Sunday 1 February 2015

Big Oil - Big Dividends?

Looking for solid dividend returns has become an increasingly tougher task with ever less major stocks returning north of a 3% dividend yield. The sliding oil price has however pushed major oil stocks to levels not seen for quite some time and thereby boosted their dividend yields to very attractive levels. With Friday's massive surge in oil prices and a temporary bottom of $45 a barrel this might be the time to look at Big Oil for dividend investors.

While the US runaway stock market leaves the investor with very little attrative options in the mother country of the shale oil that brought about this tremendous opportunity I'll focus this analysis on European companies that boost 5%+ dividend yields that are extremely hard to get by with comparable risks as I shall show.

First of all let's have a look at the seven major oil companies that are open to the dividend seeking investor. The following table has been compiled from several sources, mostly the companies' investor relations pages and Mornigstar:


What I'm looking for here is the dividend yield for the last ten years. I've calculated that yield with the average dividend payments for 2004 through 2013 and the current stock prices. While this is obviously no guarantee for likewise payments in the future it does give you a very good proxy for the dividend paying power of the corresponding stock.

Eni and Statoil both sport trailing dividend yields of more than 7% while the rest of the European pack comes in around 5%. Chevron and Exxon stop shy of 3% and "suffer" from their lower payout ratio which tends to be around 30% compared to their European counterparts' 50%.

Second ratio I look at is the trailing P/E (also referred to as Schiller P/E) which is a tremendous indicator for valuation and which stands at an absolute alarming 26.7 for the S&P500 as I write this. BP comes in first in this regard with Eni and Statoil following closely. While Chevron and Exxon are still very cheap with trailing P/Es of 10.1 and 10.4 they are again pricier than the most expensive European oil majors.

Three Favorites
So from a valuation perspective I'm most interested in Eni, Statoil and Total. BP does not compare too badly against them especially considering the ramifications from the Deep Water Horizon incident but then again they do show the by far lowest tax rate which might align with the average going forward. Royal Dutch Shell is certainly attractive from a balance sheet perspective but doesn't compare too well on the multiples. There is so much more to speak for or against these stocks but from a purely valuation oriented standpoint I feel most comfortable with these three.

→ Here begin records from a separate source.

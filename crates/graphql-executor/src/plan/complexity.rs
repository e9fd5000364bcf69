use std::sync::Arc;

use indexmap::IndexMap;

use super::{ChildPlan, FieldPlan, FieldPlanKind, SelectionSetPlan};
use crate::{registry::SCHEMA_TYPE, resolvers::Arguments};

/// Cost of one field from the cost of its selection set and its arguments.
///
/// Results below 1 are ignored in favour of the default, one plus the cost of the selection set.
pub type ComplexityFn = Arc<dyn Fn(usize, &Arguments) -> usize + Send + Sync>;

/// Custom costs keyed by object type, then field name.
pub(crate) type FieldComplexities = IndexMap<String, IndexMap<String, ComplexityFn>>;

/// Sums the cost of every selected field. Abstract fields cost as much as their most expensive
/// concrete selection, `__schema` is free. Additions saturate.
pub(crate) struct ComplexityCalculator<'a> {
    custom: Option<&'a FieldComplexities>,
}

impl<'a> ComplexityCalculator<'a> {
    pub(crate) fn new(custom: Option<&'a FieldComplexities>) -> Self {
        ComplexityCalculator { custom }
    }

    pub(crate) fn selection_set(&self, plan: &SelectionSetPlan) -> usize {
        plan.fields
            .iter()
            .fold(0, |total: usize, field| total.saturating_add(self.field(&plan.type_name, field)))
    }

    fn field(&self, parent_type: &str, field: &FieldPlan) -> usize {
        let bound = match &field.kind {
            FieldPlanKind::Typename => return 1,
            FieldPlanKind::Bound(bound) => bound,
        };
        if bound.ty.named_type() == SCHEMA_TYPE {
            return 0;
        }

        let child = match &bound.child {
            ChildPlan::Leaf => 0,
            ChildPlan::Object(plan) => self.selection_set(plan),
            ChildPlan::Dispatch(plans) => plans.values().map(|plan| self.selection_set(plan)).max().unwrap_or(0),
        };

        self.custom
            .and_then(|custom| custom.get(parent_type))
            .and_then(|fields| fields.get(field.field_name.as_str()))
            .map(|complexity| complexity(child, &Arguments::new(bound.arguments.clone())))
            .filter(|complexity| *complexity >= 1)
            .unwrap_or_else(|| child.saturating_add(1))
    }
}
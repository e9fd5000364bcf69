use crate::registry::TypeRef;

/// How the values of one schema object type are implemented.
///
/// A descriptor is a static declaration: it names members, it never holds live values. The
/// runtime [`Object`](crate::Object) returned for that type must answer the attributes and
/// methods declared here.
#[derive(Debug, Clone)]
pub struct ImplementationDescriptor {
    pub(crate) type_name: String,
    pub(crate) kind: DescriptorKind,
    pub(crate) attributes: Vec<AttributeDescriptor>,
    pub(crate) methods: Vec<MethodDescriptor>,
}

#[derive(Debug, Clone, Copy, PartialEq, Eq)]
pub(crate) enum DescriptorKind {
    Members,
    /// Every argument-less field is a lookup by field name.
    Map,
}

#[derive(Debug, Clone)]
pub struct AttributeDescriptor {
    pub name: String,
    /// Declared type of the member, checked against the field type when present.
    pub ty: Option<TypeRef>,
}

#[derive(Debug, Clone)]
pub struct MethodDescriptor {
    pub name: String,
    /// Parameter names, matched against field arguments.
    pub params: Vec<String>,
    /// Whether the method consults the request context or may fail.
    pub takes_context: bool,
    pub ty: Option<TypeRef>,
}

impl MethodDescriptor {
    pub fn new(name: impl Into<String>) -> Self {
        MethodDescriptor {
            name: name.into(),
            params: Vec::new(),
            takes_context: false,
            ty: None,
        }
    }

    #[must_use]
    pub fn param(mut self, name: impl Into<String>) -> Self {
        self.params.push(name.into());
        self
    }

    #[must_use]
    pub fn with_context(mut self) -> Self {
        self.takes_context = true;
        self
    }

    #[must_use]
    pub fn returns(mut self, ty: TypeRef) -> Self {
        self.ty = Some(ty);
        self
    }
}

impl ImplementationDescriptor {
    pub fn new(type_name: impl Into<String>) -> Self {
        ImplementationDescriptor {
            type_name: type_name.into(),
            kind: DescriptorKind::Members,
            attributes: Vec::new(),
            methods: Vec::new(),
        }
    }

    /// A map-backed implementation, such as [`MapObject`](crate::MapObject).
    pub fn map(type_name: impl Into<String>) -> Self {
        ImplementationDescriptor {
            kind: DescriptorKind::Map,
            ..Self::new(type_name)
        }
    }

    #[must_use]
    pub fn attribute(mut self, name: impl Into<String>) -> Self {
        self.attributes.push(AttributeDescriptor {
            name: name.into(),
            ty: None,
        });
        self
    }

    #[must_use]
    pub fn typed_attribute(mut self, name: impl Into<String>, ty: TypeRef) -> Self {
        self.attributes.push(AttributeDescriptor {
            name: name.into(),
            ty: Some(ty),
        });
        self
    }

    #[must_use]
    pub fn method(mut self, method: MethodDescriptor) -> Self {
        self.methods.push(method);
        self
    }

    pub fn type_name(&self) -> &str {
        &self.type_name
    }

    pub fn is_map(&self) -> bool {
        self.kind == DescriptorKind::Map
    }
}
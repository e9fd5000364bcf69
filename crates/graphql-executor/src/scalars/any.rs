use async_graphql_value::ConstValue;

use super::{ScalarCodec, ScalarResult};

/// Passes any value through untouched, used for `Any` and federation representations.
pub struct AnyScalar;

impl ScalarCodec for AnyScalar {
    fn marshal(&self, value: ConstValue) -> ScalarResult {
        Ok(value)
    }

    fn unmarshal(&self, value: ConstValue) -> ScalarResult {
        Ok(value)
    }
}
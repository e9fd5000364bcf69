use async_graphql_value::ConstValue;

use super::{ScalarCodec, ScalarError, ScalarResult};

pub struct FloatScalar;

impl FloatScalar {
    fn coerce(value: ConstValue) -> ScalarResult {
        match &value {
            ConstValue::Number(number) => number
                .as_f64()
                .and_then(serde_json::Number::from_f64)
                .map(ConstValue::Number)
                .ok_or_else(|| ScalarError::unexpected("Float", &value)),
            _ => Err(ScalarError::unexpected("Float", &value)),
        }
    }
}

impl ScalarCodec for FloatScalar {
    fn marshal(&self, value: ConstValue) -> ScalarResult {
        Self::coerce(value)
    }

    fn unmarshal(&self, value: ConstValue) -> ScalarResult {
        Self::coerce(value)
    }
}
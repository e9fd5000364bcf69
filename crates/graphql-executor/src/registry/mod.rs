//! The resolved schema type graph.
//!
//! A [`Registry`] is built once, either from SDL with [`Registry::from_sdl`] or through a
//! [`RegistryBuilder`], and is shared read-only by every request afterwards.

mod builder;
mod federation;
mod introspection;
mod type_ref;

use std::fmt;

use async_graphql_parser::types::OperationType;
use async_graphql_value::{ConstValue, Name};
use indexmap::{IndexMap, IndexSet};

pub use self::{
    builder::RegistryBuilder,
    federation::{FederationEntity, FederationKey, FieldSet, KeySelection},
    type_ref::TypeRef,
};

pub(crate) use self::{
    federation::{ANY_SCALAR, ENTITIES_FIELD, ENTITY_UNION, SERVICE_FIELD, SERVICE_TYPE},
    introspection::{SCHEMA_FIELD, SCHEMA_TYPE, TYPE_FIELD},
};

pub const BUILTIN_SCALARS: [&str; 5] = ["Int", "Float", "String", "Boolean", "ID"];

/// Directives every schema understands without declaring them.
pub const BUILTIN_DIRECTIVES: [&str; 3] = ["skip", "include", "deprecated"];

pub(crate) const DEFAULT_DEPRECATION_REASON: &str = "No longer supported";

#[derive(Debug, thiserror::Error)]
pub enum RegistryError {
    #[error("could not parse the schema: {0}")]
    Parse(String),
    #[error("type `{0}` is defined more than once")]
    DuplicateType(String),
    #[error("`{referenced_by}` references unknown type `{type_name}`")]
    UnknownType { type_name: String, referenced_by: String },
    #[error("`{referenced_by}` references `{type_name}` which is not {expected}")]
    WrongKind {
        type_name: String,
        referenced_by: String,
        expected: &'static str,
    },
    #[error("root type `{0}` is not defined")]
    MissingRootType(String),
    #[error("invalid @key on `{type_name}`: {message}")]
    InvalidKey { type_name: String, message: String },
}

#[derive(Debug, Clone, Copy, PartialEq, Eq, Hash)]
pub enum TypeKind {
    Object,
    Interface,
    Union,
    Enum,
    Scalar,
    InputObject,
}

impl fmt::Display for TypeKind {
    fn fmt(&self, f: &mut fmt::Formatter<'_>) -> fmt::Result {
        f.write_str(match self {
            TypeKind::Object => "object",
            TypeKind::Interface => "interface",
            TypeKind::Union => "union",
            TypeKind::Enum => "enum",
            TypeKind::Scalar => "scalar",
            TypeKind::InputObject => "input object",
        })
    }
}

#[derive(Debug, Clone)]
pub enum MetaType {
    Object(ObjectType),
    Interface(InterfaceType),
    Union(UnionType),
    Enum(EnumType),
    Scalar(ScalarType),
    InputObject(InputObjectType),
}

impl MetaType {
    pub fn name(&self) -> &str {
        match self {
            MetaType::Object(ty) => &ty.name,
            MetaType::Interface(ty) => &ty.name,
            MetaType::Union(ty) => &ty.name,
            MetaType::Enum(ty) => &ty.name,
            MetaType::Scalar(ty) => &ty.name,
            MetaType::InputObject(ty) => &ty.name,
        }
    }

    pub fn kind(&self) -> TypeKind {
        match self {
            MetaType::Object(_) => TypeKind::Object,
            MetaType::Interface(_) => TypeKind::Interface,
            MetaType::Union(_) => TypeKind::Union,
            MetaType::Enum(_) => TypeKind::Enum,
            MetaType::Scalar(_) => TypeKind::Scalar,
            MetaType::InputObject(_) => TypeKind::InputObject,
        }
    }

    /// Fields of objects and interfaces.
    pub fn fields(&self) -> Option<&IndexMap<String, MetaField>> {
        match self {
            MetaType::Object(ty) => Some(&ty.fields),
            MetaType::Interface(ty) => Some(&ty.fields),
            _ => None,
        }
    }

    pub fn field(&self, name: &str) -> Option<&MetaField> {
        self.fields().and_then(|fields| fields.get(name))
    }

    pub fn is_composite(&self) -> bool {
        matches!(self, MetaType::Object(_) | MetaType::Interface(_) | MetaType::Union(_))
    }

    pub fn is_abstract(&self) -> bool {
        matches!(self, MetaType::Interface(_) | MetaType::Union(_))
    }

    pub fn is_leaf(&self) -> bool {
        matches!(self, MetaType::Enum(_) | MetaType::Scalar(_))
    }

    pub fn is_input(&self) -> bool {
        matches!(self, MetaType::Enum(_) | MetaType::Scalar(_) | MetaType::InputObject(_))
    }
}

#[derive(Debug, Clone, Default)]
pub struct ObjectType {
    pub name: String,
    pub description: Option<String>,
    pub fields: IndexMap<String, MetaField>,
    pub implements: IndexSet<String>,
    pub entity: Option<FederationEntity>,
}

#[derive(Debug, Clone, Default)]
pub struct InterfaceType {
    pub name: String,
    pub description: Option<String>,
    pub fields: IndexMap<String, MetaField>,
    pub implements: IndexSet<String>,
    /// Concrete object types implementing this interface, filled in by the builder.
    pub possible_types: IndexSet<String>,
}

#[derive(Debug, Clone, Default)]
pub struct UnionType {
    pub name: String,
    pub description: Option<String>,
    pub possible_types: IndexSet<String>,
}

#[derive(Debug, Clone, Default)]
pub struct EnumType {
    pub name: String,
    pub description: Option<String>,
    pub values: IndexMap<String, MetaEnumValue>,
}

#[derive(Debug, Clone, Default)]
pub struct MetaEnumValue {
    pub name: String,
    pub description: Option<String>,
    pub deprecation: Option<String>,
}

#[derive(Debug, Clone, Default)]
pub struct ScalarType {
    pub name: String,
    pub description: Option<String>,
}

#[derive(Debug, Clone, Default)]
pub struct InputObjectType {
    pub name: String,
    pub description: Option<String>,
    pub fields: IndexMap<String, MetaInputValue>,
}

#[derive(Debug, Clone)]
pub struct MetaField {
    pub name: String,
    pub description: Option<String>,
    pub ty: TypeRef,
    pub args: IndexMap<String, MetaInputValue>,
    /// Reason given by `@deprecated`.
    pub deprecation: Option<String>,
    /// Directives applied to the definition, `@deprecated` excluded.
    pub directives: Vec<AppliedDirective>,
}

impl MetaField {
    pub fn new(name: impl Into<String>, ty: TypeRef) -> Self {
        MetaField {
            name: name.into(),
            description: None,
            ty,
            args: IndexMap::new(),
            deprecation: None,
            directives: Vec::new(),
        }
    }

    #[must_use]
    pub fn with_argument(mut self, arg: MetaInputValue) -> Self {
        self.args.insert(arg.name.clone(), arg);
        self
    }

    #[must_use]
    pub fn with_directive(mut self, directive: AppliedDirective) -> Self {
        self.directives.push(directive);
        self
    }
}

/// A directive applied in the schema document, with its argument values.
#[derive(Debug, Clone, PartialEq)]
pub struct AppliedDirective {
    pub name: String,
    pub arguments: IndexMap<Name, ConstValue>,
}

impl AppliedDirective {
    pub fn new(name: impl Into<String>) -> Self {
        AppliedDirective {
            name: name.into(),
            arguments: IndexMap::new(),
        }
    }

    #[must_use]
    pub fn with_argument(mut self, name: &str, value: ConstValue) -> Self {
        self.arguments.insert(Name::new(name), value);
        self
    }
}

/// A `directive @name(...) on ...` definition.
#[derive(Debug, Clone)]
pub struct MetaDirective {
    pub name: String,
    pub description: Option<String>,
    /// Location names as they appear in the schema document, `FIELD_DEFINITION` for instance.
    pub locations: Vec<String>,
    pub args: IndexMap<String, MetaInputValue>,
    pub is_repeatable: bool,
}

impl MetaDirective {
    pub fn new(name: impl Into<String>, locations: impl IntoIterator<Item = &'static str>) -> Self {
        MetaDirective {
            name: name.into(),
            description: None,
            locations: locations.into_iter().map(str::to_string).collect(),
            args: IndexMap::new(),
            is_repeatable: false,
        }
    }

    #[must_use]
    pub fn with_argument(mut self, arg: MetaInputValue) -> Self {
        self.args.insert(arg.name.clone(), arg);
        self
    }
}

#[derive(Debug, Clone)]
pub struct MetaInputValue {
    pub name: String,
    pub description: Option<String>,
    pub ty: TypeRef,
    pub default_value: Option<ConstValue>,
}

impl MetaInputValue {
    pub fn new(name: impl Into<String>, ty: TypeRef) -> Self {
        MetaInputValue {
            name: name.into(),
            description: None,
            ty,
            default_value: None,
        }
    }

    #[must_use]
    pub fn with_default(mut self, value: ConstValue) -> Self {
        self.default_value = Some(value);
        self
    }
}

#[derive(Debug, Clone)]
pub struct Registry {
    pub(crate) types: IndexMap<String, MetaType>,
    pub(crate) directives: IndexMap<String, MetaDirective>,
    /// `__schema` and `__type`, selectable on the query root without being part of its fields.
    pub(crate) introspection_fields: IndexMap<String, MetaField>,
    pub(crate) query_type: String,
    pub(crate) mutation_type: Option<String>,
    pub(crate) subscription_type: Option<String>,
    pub(crate) sdl: String,
}

impl Registry {
    pub fn builder() -> RegistryBuilder {
        RegistryBuilder::default()
    }

    pub fn lookup(&self, name: &str) -> Option<&MetaType> {
        self.types.get(name)
    }

    pub fn types(&self) -> impl Iterator<Item = &MetaType> {
        self.types.values()
    }

    pub fn directives(&self) -> impl Iterator<Item = &MetaDirective> {
        self.directives.values()
    }

    pub fn directive(&self, name: &str) -> Option<&MetaDirective> {
        self.directives.get(name)
    }

    /// A directive declared by the schema document itself, as opposed to a built-in one.
    pub fn is_schema_directive(&self, name: &str) -> bool {
        self.directives.contains_key(name) && !BUILTIN_DIRECTIVES.contains(&name)
    }

    /// Field `name` of object `type_name`, including the introspection fields of the query root.
    pub fn field(&self, type_name: &str, name: &str) -> Option<&MetaField> {
        let field = self.object(type_name).and_then(|object| object.fields.get(name));
        match field {
            None if type_name == self.query_type => self.introspection_fields.get(name),
            field => field,
        }
    }

    pub fn query_type(&self) -> &str {
        &self.query_type
    }

    pub fn mutation_type(&self) -> Option<&str> {
        self.mutation_type.as_deref()
    }

    pub fn subscription_type(&self) -> Option<&str> {
        self.subscription_type.as_deref()
    }

    pub fn root_type(&self, operation: OperationType) -> Option<&str> {
        match operation {
            OperationType::Query => Some(self.query_type()),
            OperationType::Mutation => self.mutation_type(),
            OperationType::Subscription => self.subscription_type(),
        }
    }

    pub fn is_root_type(&self, name: &str) -> bool {
        self.query_type == name || self.mutation_type() == Some(name) || self.subscription_type() == Some(name)
    }

    /// Concrete object types a value of type `name` may have at runtime.
    pub fn possible_types<'a>(&'a self, name: &str) -> Box<dyn Iterator<Item = &'a str> + 'a> {
        match self.lookup(name) {
            Some(MetaType::Object(ty)) => Box::new(std::iter::once(ty.name.as_str())),
            Some(MetaType::Interface(ty)) => Box::new(ty.possible_types.iter().map(String::as_str)),
            Some(MetaType::Union(ty)) => Box::new(ty.possible_types.iter().map(String::as_str)),
            _ => Box::new(std::iter::empty()),
        }
    }

    pub fn is_possible_type(&self, abstract_type: &str, concrete_type: &str) -> bool {
        self.possible_types(abstract_type).any(|name| name == concrete_type)
    }

    /// Whether a fragment with type condition `condition` applies to objects of `concrete_type`.
    pub fn type_condition_matches(&self, condition: &str, concrete_type: &str) -> bool {
        condition == concrete_type || self.is_possible_type(condition, concrete_type)
    }

    pub fn object(&self, name: &str) -> Option<&ObjectType> {
        match self.lookup(name) {
            Some(MetaType::Object(ty)) => Some(ty),
            _ => None,
        }
    }

    pub fn entity(&self, type_name: &str) -> Option<&FederationEntity> {
        self.object(type_name).and_then(|ty| ty.entity.as_ref())
    }

    pub fn has_federation(&self) -> bool {
        self.types.contains_key(ENTITY_UNION) || self.types.contains_key(SERVICE_TYPE)
    }

    /// The SDL this registry was built from, without the generated federation types.
    pub fn sdl(&self) -> &str {
        &self.sdl
    }

    /// Object types the user is expected to provide an implementation for.
    pub(crate) fn user_object_types(&self) -> impl Iterator<Item = &ObjectType> {
        self.types.values().filter_map(|ty| match ty {
            MetaType::Object(object) if object.name != SERVICE_TYPE && !object.name.starts_with("__") => Some(object),
            _ => None,
        })
    }
}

Dependence on the oil price
In order to better understand the impact of the oil price itself on the earnings and dividend paying power let's have a look at the following table:


There are two major observations here. Firstly, there is only one data point which shows a loss (2010 Deep Water Horizon oil spill) which speaks volumes about the rock solid earnings power of the industry's leaders. Secondly there is certainly a correlation between profitability and oil prices but that's rather unpronounced in magnitude with oil prices between $40 and $110 and average net profitability between 5.7 and 9.2%. Here is the corresponding chart, oil prices are yearly averages of Brent oil:


I have no idea to what level oil prices might fall and at what prices any of these players might struggle to make decent profits but given the basic workings of finite resources I suppose that any price level that would severely impact the bottom line of Exxon and the like would be temporarily at most. The world needs incredible amounts of oil and refined products every single day and that is hardly going to change sometime soon. While there is plenty of money going for returns that provide more than just inflation compensation I think there will be a lot of demand especially for proven dividend aristocrats like Total, Statoil and Eni and to a somewhat lesser extent for BP, Royal Dutch Shell and the American oil majors.

The bottom line
Particularly Eni, Total and Statoil demonstrate rare opportunities to invest in industry leaders whose earnings proved to be resilient towards oil price volatility and who are at the same time trading at single digit P/Es. There is no reason to expect dividend cuts even with future oil prices substantially lower than the current $50. In case oil prices and valuations of the sector should revert to their long term averages we should see some pleasant appreciation in the stock quotes as well.


As with any investment ideas, do your own research and never buy anything because someone else thinks it's a great idea.